Last night as a storm rolled in, I sat with my family out on our back porch watching the lightening cross the sky. Stacey was taking pictures! We would gasp at the strength of the thunderous shock of sound and then count to see how close the strike was to our house.
As things worsened outside, I went inside to prepare the house for a possible power outage. My daughter and I walked through each room and lit a candle or two, to illuminate each space. Sure enough, with the next flash of lightening, our power went out.
I stood in the silent sanctuary, aglow with candle light. I had never realized that even when all the kids were sleeping and electronics were off, my house was still purring, clicking and humming with the sounds of production. But when the power went off, a true silence fell upon the space. The ice maker had stopped it's cycle of clunking. The constant whir of air through the conditioner ceased. And it felt as if the shoulders of our house literally relaxed when the power went out. I had never heard silence so strongly before.
I stood in the middle of the room, waiting to see if this power outage was just a flicker or something more. In just a few moments the house groaned, as though it were singing a musical scale, the hum started low and slid upward into full activity again.
The penetrating silence of that scarce moment, relayed the reality of perpetual activity. Our lives are so full, so busy with producing and maintaining, that even my house is working non-stop to keep up. And when all activity was stilled, there was a substance of silence that covered me like honey. Standing alone inside the candlelit room, the flames cast shadows on the high ceiling. My living room, where laundry is folded, homework is accomplished and popcorn eaten had been transformed by stillness, into the sacred sanctuary of silence. It was a holy moment for me, one that delivered a powerful note of permission. The silence preached to me, "Receive this." "This," meaning the experience of what silence can do. There is a great deal of irony at play in the passion of the silence.
How can silence DO anything when DOING anything at all, disturbs the silence?
For us, doing something, moving at all really, creates noise. But when we seek the silence, we are pursuing the path to surrender, where God alone can make himself known.
He is God.
He says, "Be still and know that I am God; I will be exalted among the nations, I will be exalted in the earth." Psalm 46:10
He is in the still, small voice. He can transform with a whisper. But we must meet the hardest request for our flesh in order to hear Him. We must surrender to the silence. To tell our flesh to stop producing, just for one moment of each day and to sit at His feet without distraction, is the greatest worship of all. To stop doing and start being, is our most extravagant expression of faith.
At various stages of my life, I have found the struggle to be still, very difficult. As a teenager, I was distracted, both mentally and physically. As a young wife and mother, my duty and the demands of motherhood made me feel as if silence was a planet in another galaxy, inaccessible in my life-time. Then as my children have grown, my life has expanded to include hours of mentorship and business meetings. Life is never going to accommodate stillness.

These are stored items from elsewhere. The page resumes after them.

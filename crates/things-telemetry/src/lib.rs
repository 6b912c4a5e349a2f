//! Structured logging for the Things API.
//!
//! Every Things function logs through `tracing`. This crate installs the
//! subscriber once per process:
//!
//! - JSON lines in production, one object per event
//! - Pretty multi-line output for local development
//! - Level filtering through an `EnvFilter` directive string
//!
//! # Example
//!
//! ```rust,ignore
//! use things_telemetry::{init_logging, LogConfig};
//!
//! init_logging(&LogConfig::production())?;
//!
//! tracing::info!(method = "POST", path = "/things", "Incoming request");
//! ```

#![doc(html_root_url = "https://docs.rs/things-telemetry/0.1.0")]
#![warn(missing_docs)]
#![forbid(unsafe_code)]

pub mod error;
pub mod logging;

pub use error::TelemetryError;
pub use logging::{create_env_filter, init_logging, LogConfig, LogFormat};

/// Result type for telemetry operations.
pub type TelemetryResult<T> = Result<T, TelemetryError>;
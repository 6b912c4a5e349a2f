//! Default JSON content type.

use crate::context::MiddlewareContext;
use crate::middleware::{BoxFuture, Middleware};
use things_core::{ApiResponse, HandlerError, APPLICATION_JSON, CONTENT_TYPE};

/// The capitalized spelling also honoured when checking for an existing
/// content type.
pub const CONTENT_TYPE_CAPITALIZED: &str = "Content-Type";

/// After hook that adds `content-type: application/json` to the response
/// unless one is already present under `content-type` or `Content-Type`.
///
/// An existing value is never overwritten or duplicated.
#[derive(Debug, Clone, Copy, Default)]
pub struct JsonContentType;

impl JsonContentType {
    /// Creates the hook.
    #[must_use]
    pub const fn new() -> Self {
        Self
    }

    /// Applies the default to `response`.
    pub fn apply(response: &mut ApiResponse) {
        let headers = response.headers.get_or_insert_with(Default::default);
        if !headers.contains_key(CONTENT_TYPE) && !headers.contains_key(CONTENT_TYPE_CAPITALIZED) {
            headers.insert(CONTENT_TYPE.to_string(), APPLICATION_JSON.to_string());
        }
    }
}

impl Middleware for JsonContentType {
    fn name(&self) -> &'static str {
        "json_content_type"
    }

    fn process<'a>(&'a self, ctx: &'a mut MiddlewareContext) -> BoxFuture<'a, Result<(), HandlerError>> {
        Box::pin(async move {
            if let Some(response) = ctx.response_mut() {
                Self::apply(response);
            }
            Ok(())
        })
    }
}

#[cfg(test)]
mod tests {
    use super::*;
    use http::StatusCode;

    #[test]
    fn test_adds_lowercase_default() {
        let mut response = ApiResponse::new(StatusCode::OK);
        JsonContentType::apply(&mut response);

        let headers = response.headers.unwrap();
        assert_eq!(headers.len(), 1);
        assert_eq!(headers.get("content-type").unwrap(), "application/json");
    }

    #[test]
    fn test_keeps_lowercase_value() {
        let mut response = ApiResponse::new(StatusCode::OK).with_header("content-type", "text/plain");
        JsonContentType::apply(&mut response);

        let headers = response.headers.unwrap();
        assert_eq!(headers.len(), 1);
        assert_eq!(headers.get("content-type").unwrap(), "text/plain");
    }

    #[test]
    fn test_keeps_capitalized_value_without_duplicate() {
        let mut response = ApiResponse::new(StatusCode::OK).with_header("Content-Type", "text/html");
        JsonContentType::apply(&mut response);

        let headers = response.headers.unwrap();
        assert_eq!(headers.len(), 1);
        assert_eq!(headers.get("Content-Type").unwrap(), "text/html");
    }

    #[test]
    fn test_other_headers_preserved() {
        let mut response = ApiResponse::new(StatusCode::OK).with_header("x-trace", "abc");
        JsonContentType::apply(&mut response);

        let headers = response.headers.unwrap();
        assert_eq!(headers.get("x-trace").unwrap(), "abc");
        assert_eq!(headers.get("content-type").unwrap(), "application/json");
    }

    #[tokio::test]
    async fn test_no_response_is_noop() {
        let mut ctx = MiddlewareContext::mock(things_core::ApiEvent::new("GET", "/"));
        JsonContentType::new().process(&mut ctx).await.unwrap();
        assert!(ctx.response().is_none());
    }
}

We must order the world around us, even if it is for just a moment of the day.
Find or create your place to "be still." For young people, you may need to clear the clutter (posters and pop culture) out of your bedroom and create a sanctuary of silence. For mommy's, the bathtub might be the only respite behind closed doors for you to find peace. My husband and I had an agreement when our kids were little, that if I was in the bathtub, that was my time. Stacey, (my husband) defended the doors for me. At times there were protests when it seemed
only "mommy" could fix it. I bought ear plugs to get the silence every cell of my body was screaming for. So, Stacey would handle whatever was going on outside that door, while I surrendered to the silence that restores.
My husband finds his silent sanctuary at a beautiful golf course or on his daily run. Silence is not something that can always be scheduled. I frequently set aside a beautiful tea cup and I get in my mind, that when the moment opens up, I will steal away with my book, blanket and Lady Gray tea for my own private celebration of silence. Most day's I only have enough time to stop for that hot cup of tea. I read a few pages (maybe more) and take a few sips and ALWAYS receive a moment of silent gratitude. In just a
moment of being still I know more fully that HE is GOD.
What are some of the ways you find a silent sanctuary? Sharing your experience may empower many others to know God more fully, simply by finding a way to BE STILL.